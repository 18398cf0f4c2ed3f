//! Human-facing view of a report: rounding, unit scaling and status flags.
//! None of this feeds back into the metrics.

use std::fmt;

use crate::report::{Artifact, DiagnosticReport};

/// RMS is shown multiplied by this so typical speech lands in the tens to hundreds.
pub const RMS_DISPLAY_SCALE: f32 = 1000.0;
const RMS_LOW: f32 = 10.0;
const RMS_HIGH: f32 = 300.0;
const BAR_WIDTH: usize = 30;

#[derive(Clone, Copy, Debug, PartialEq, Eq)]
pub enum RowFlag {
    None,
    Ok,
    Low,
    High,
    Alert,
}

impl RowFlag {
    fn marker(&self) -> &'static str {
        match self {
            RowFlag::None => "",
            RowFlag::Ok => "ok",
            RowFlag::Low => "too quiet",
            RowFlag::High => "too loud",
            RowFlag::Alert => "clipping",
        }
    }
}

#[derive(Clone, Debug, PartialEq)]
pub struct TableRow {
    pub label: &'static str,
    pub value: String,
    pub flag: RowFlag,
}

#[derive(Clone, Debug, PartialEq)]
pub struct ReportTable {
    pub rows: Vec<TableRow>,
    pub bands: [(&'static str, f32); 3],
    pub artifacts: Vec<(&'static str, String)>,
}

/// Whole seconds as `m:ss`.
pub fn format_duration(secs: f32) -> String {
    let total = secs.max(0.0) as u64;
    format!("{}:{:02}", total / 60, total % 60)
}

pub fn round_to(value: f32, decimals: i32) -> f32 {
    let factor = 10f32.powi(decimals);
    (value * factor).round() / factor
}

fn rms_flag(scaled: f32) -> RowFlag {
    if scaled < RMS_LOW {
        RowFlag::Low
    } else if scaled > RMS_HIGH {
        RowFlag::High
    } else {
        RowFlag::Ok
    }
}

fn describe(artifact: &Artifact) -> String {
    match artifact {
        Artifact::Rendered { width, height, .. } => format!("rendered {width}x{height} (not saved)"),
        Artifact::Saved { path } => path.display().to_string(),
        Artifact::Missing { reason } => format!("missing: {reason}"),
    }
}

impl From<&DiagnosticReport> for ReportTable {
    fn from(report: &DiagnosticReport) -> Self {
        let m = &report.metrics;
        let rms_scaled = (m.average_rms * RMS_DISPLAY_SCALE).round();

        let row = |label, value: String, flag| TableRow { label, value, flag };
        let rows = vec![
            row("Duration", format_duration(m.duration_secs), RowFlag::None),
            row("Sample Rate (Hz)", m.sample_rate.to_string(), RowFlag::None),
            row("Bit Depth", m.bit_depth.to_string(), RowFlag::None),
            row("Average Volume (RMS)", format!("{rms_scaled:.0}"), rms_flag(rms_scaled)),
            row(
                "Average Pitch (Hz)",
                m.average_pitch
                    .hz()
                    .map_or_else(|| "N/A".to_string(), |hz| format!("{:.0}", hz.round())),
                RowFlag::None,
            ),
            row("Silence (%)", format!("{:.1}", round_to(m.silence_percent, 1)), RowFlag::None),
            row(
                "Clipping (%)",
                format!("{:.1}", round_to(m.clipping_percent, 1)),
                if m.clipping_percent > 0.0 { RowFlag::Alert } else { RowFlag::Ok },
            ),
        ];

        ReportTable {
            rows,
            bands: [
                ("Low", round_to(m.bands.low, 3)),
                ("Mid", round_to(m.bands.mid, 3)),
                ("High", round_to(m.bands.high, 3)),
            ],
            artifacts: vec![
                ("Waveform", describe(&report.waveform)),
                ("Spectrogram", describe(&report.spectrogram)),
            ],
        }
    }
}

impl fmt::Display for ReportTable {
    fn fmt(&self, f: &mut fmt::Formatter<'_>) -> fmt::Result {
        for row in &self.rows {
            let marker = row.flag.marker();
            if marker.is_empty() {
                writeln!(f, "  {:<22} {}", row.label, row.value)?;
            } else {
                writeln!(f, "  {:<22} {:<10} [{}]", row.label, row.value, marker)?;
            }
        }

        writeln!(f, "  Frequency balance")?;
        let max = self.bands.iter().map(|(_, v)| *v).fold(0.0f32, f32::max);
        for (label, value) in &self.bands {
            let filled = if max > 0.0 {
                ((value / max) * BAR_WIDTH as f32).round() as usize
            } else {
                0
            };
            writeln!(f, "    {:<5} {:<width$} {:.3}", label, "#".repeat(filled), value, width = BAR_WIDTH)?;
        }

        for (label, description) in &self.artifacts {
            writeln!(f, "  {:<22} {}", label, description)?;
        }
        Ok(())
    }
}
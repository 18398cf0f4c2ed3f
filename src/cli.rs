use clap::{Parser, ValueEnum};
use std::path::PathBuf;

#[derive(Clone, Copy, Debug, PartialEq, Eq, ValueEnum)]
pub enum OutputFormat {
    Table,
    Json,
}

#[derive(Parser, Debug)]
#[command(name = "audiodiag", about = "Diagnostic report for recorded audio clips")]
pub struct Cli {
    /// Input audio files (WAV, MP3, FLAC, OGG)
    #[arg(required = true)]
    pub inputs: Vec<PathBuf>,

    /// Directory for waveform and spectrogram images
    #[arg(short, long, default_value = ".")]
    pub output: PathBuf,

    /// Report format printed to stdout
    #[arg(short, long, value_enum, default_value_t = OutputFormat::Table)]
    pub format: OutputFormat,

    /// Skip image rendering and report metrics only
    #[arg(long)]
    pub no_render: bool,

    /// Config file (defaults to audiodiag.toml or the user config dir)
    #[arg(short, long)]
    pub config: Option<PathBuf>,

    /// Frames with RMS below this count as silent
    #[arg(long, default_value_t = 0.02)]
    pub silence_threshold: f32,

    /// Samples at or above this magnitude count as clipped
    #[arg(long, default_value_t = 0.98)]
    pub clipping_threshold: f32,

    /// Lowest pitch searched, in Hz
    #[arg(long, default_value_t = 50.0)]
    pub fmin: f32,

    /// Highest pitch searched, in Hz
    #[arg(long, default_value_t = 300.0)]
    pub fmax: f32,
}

□ □ □ □ □ □ □

◆ YOUR ASSIGNMENT: Repeat each of the records exactly as written.

◆ ANSWER SPACE:
repository 18398cf0f4c2ed3f
//! Human-facing view of a report: rounding, unit scaling and status flags.
//! None of this feeds back into the metrics.

use std::fmt;

use crate::report::{Artifact, DiagnosticReport};

/// RMS is shown multiplied by this so typical speech lands in the tens to hundreds.
pub const RMS_DISPLAY_SCALE: f32 = 1000.0;
const RMS_LOW: f32 = 10.0;
const RMS_HIGH: f32 = 300.0;
const BAR_WIDTH: usize = 30;

#[derive(Clone, Copy, Debug, PartialEq, Eq)]
pub enum RowFlag {
    None,
    Ok,
    Low,
    High,
    Alert,
}

impl RowFlag {
    fn marker(&self) -> &'static str {
        match self {
            RowFlag::None => "",
            RowFlag::Ok => "ok",
            RowFlag::Low => "too quiet",
            RowFlag::High => "too loud",
            RowFlag::Alert => "clipping",
        }
    }
}

#[derive(Clone, Debug, PartialEq)]
pub struct TableRow {
    pub label: &'static str,
    pub value: String,
    pub flag: RowFlag,
}

#[derive(Clone, Debug, PartialEq)]
pub struct ReportTable {
    pub rows: Vec<TableRow>,
    pub bands: [(&'static str, f32); 3],
    pub artifacts: Vec<(&'static str, String)>,
}

/// Whole seconds as `m:ss`.
pub fn format_duration(secs: f32) -> String {
    let total = secs.max(0.0) as u64;
    format!("{}:{:02}", total / 60, total % 60)
}

pub fn round_to(value: f32, decimals: i32) -> f32 {
    let factor = 10f32.powi(decimals);
    (value * factor).round() / factor
}

fn rms_flag(scaled: f32) -> RowFlag {
    if scaled < RMS_LOW {
        RowFlag::Low
    } else if scaled > RMS_HIGH {
        RowFlag::High
    } else {
        RowFlag::Ok
    }
}

fn describe(artifact: &Artifact) -> String {
    match artifact {
        Artifact::Rendered { width, height, .. } => format!("rendered {width}x{height} (not saved)"),
        Artifact::Saved { path } => path.display().to_string(),
        Artifact::Missing { reason } => format!("missing: {reason}"),
    }
}

impl From<&DiagnosticReport> for ReportTable {
    fn from(report: &DiagnosticReport) -> Self {
        let m = &report.metrics;
        let rms_scaled = (m.average_rms * RMS_DISPLAY_SCALE).round();

        let row = |label, value: String, flag| TableRow { label, value, flag };
        let rows = vec![
            row("Duration", format_duration(m.duration_secs), RowFlag::None),
            row("Sample Rate (Hz)", m.sample_rate.to_string(), RowFlag::None),
            row("Bit Depth", m.bit_depth.to_string(), RowFlag::None),
            row("Average Volume (RMS)", format!("{rms_scaled:.0}"), rms_flag(rms_scaled)),
            row(
                "Average Pitch (Hz)",
                m.average_pitch
                    .hz()
                    .map_or_else(|| "N/A".to_string(), |hz| format!("{:.0}", hz.round())),
                RowFlag::None,
            ),
            row("Silence (%)", format!("{:.1}", round_to(m.silence_percent, 1)), RowFlag::None),
            row(
                "Clipping (%)",
                format!("{:.1}", round_to(m.clipping_percent, 1)),
                if m.clipping_percent > 0.0 { RowFlag::Alert } else { RowFlag::Ok },
            ),
        ];

        ReportTable {
            rows,
            bands: [
                ("Low", round_to(m.bands.low, 3)),
                ("Mid", round_to(m.bands.mid, 3)),
                ("High", round_to(m.bands.high, 3)),
            ],
            artifacts: vec![
                ("Waveform", describe(&report.waveform)),
                ("Spectrogram", describe(&report.spectrogram)),
            ],
        }
    }
}

impl fmt::Display for ReportTable {
    fn fmt(&self, f: &mut fmt::Formatter<'_>) -> fmt::Result {
        for row in &self.rows {
            let marker = row.flag.marker();
            if marker.is_empty() {
                writeln!(f, "  {:<22} {}", row.label, row.value)?;
            } else {
                writeln!(f, "  {:<22} {:<10} [{}]", row.label, row.value, marker)?;
            }
        }

        writeln!(f, "  Frequency balance")?;
        let max = self.bands.iter().map(|(_, v)| *v).fold(0.0f32, f32::max);
        for (label, value) in &self.bands {
            let filled = if max > 0.0 {
                ((value / max) * BAR_WIDTH as f32).round() as usize
            } else {
                0
            };
            writeln!(f, "    {:<5} {:<width$} {:.3}", label, "#".repeat(filled), value, width = BAR_WIDTH)?;
        }

        for (label, description) in &self.artifacts {
            writeln!(f, "  {:<22} {}", label, description)?;
        }
        Ok(())
    }
}
repository 18398cf0f4c2ed3f
filename src/cli.rs
use clap::{Parser, ValueEnum};
use std::path::PathBuf;

#[derive(Clone, Copy, Debug, PartialEq, Eq, ValueEnum)]
pub enum OutputFormat {
    Table,
    Json,
}

#[derive(Parser, Debug)]
#[command(name = "audiodiag", about = "Diagnostic report for recorded audio clips")]
pub struct Cli {
    /// Input audio files (WAV, MP3, FLAC, OGG)
    #[arg(required = true)]
    pub inputs: Vec<PathBuf>,

    /// Directory for waveform and spectrogram images
    #[arg(short, long, default_value = ".")]
    pub output: PathBuf,

    /// Report format printed to stdout
    #[arg(short, long, value_enum, default_value_t = OutputFormat::Table)]
    pub format: OutputFormat,

    /// Skip image rendering and report metrics only
    #[arg(long)]
    pub no_render: bool,

    /// Config file (defaults to audiodiag.toml or the user config dir)
    #[arg(short, long)]
    pub config: Option<PathBuf>,

    /// Frames with RMS below this count as silent
    #[arg(long, default_value_t = 0.02)]
    pub silence_threshold: f32,

    /// Samples at or above this magnitude count as clipped
    #[arg(long, default_value_t = 0.98)]
    pub clipping_threshold: f32,

    /// Lowest pitch searched, in Hz
    #[arg(long, default_value_t = 50.0)]
    pub fmin: f32,

    /// Highest pitch searched, in Hz
    #[arg(long, default_value_t = 300.0)]
    pub fmax: f32,
}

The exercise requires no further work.